- **INPUT FOR THIS TASK**

* * * * *

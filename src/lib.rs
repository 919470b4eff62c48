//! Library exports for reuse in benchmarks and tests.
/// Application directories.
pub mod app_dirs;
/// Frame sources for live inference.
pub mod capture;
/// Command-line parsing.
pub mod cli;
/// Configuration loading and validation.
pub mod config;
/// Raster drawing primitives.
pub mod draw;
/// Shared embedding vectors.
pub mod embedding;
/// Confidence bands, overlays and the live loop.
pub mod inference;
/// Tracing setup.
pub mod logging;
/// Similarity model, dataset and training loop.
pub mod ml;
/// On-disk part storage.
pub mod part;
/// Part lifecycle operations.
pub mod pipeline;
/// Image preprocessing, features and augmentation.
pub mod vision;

* * * * *

After reading the listing above, print each line back exactly.

filename src/lib.rs
repository 919470b4eff62c48
//! Library exports for reuse in benchmarks and tests.
/// Application directories.
pub mod app_dirs;
/// Frame sources for live inference.
pub mod capture;
/// Command-line parsing.
pub mod cli;
/// Configuration loading and validation.
pub mod config;
/// Raster drawing primitives.
pub mod draw;
/// Shared embedding vectors.
pub mod embedding;
/// Confidence bands, overlays and the live loop.
pub mod inference;
/// Tracing setup.
pub mod logging;
/// Similarity model, dataset and training loop.
pub mod ml;
/// On-disk part storage.
pub mod part;
/// Part lifecycle operations.
pub mod pipeline;
/// Image preprocessing, features and augmentation.
pub mod vision;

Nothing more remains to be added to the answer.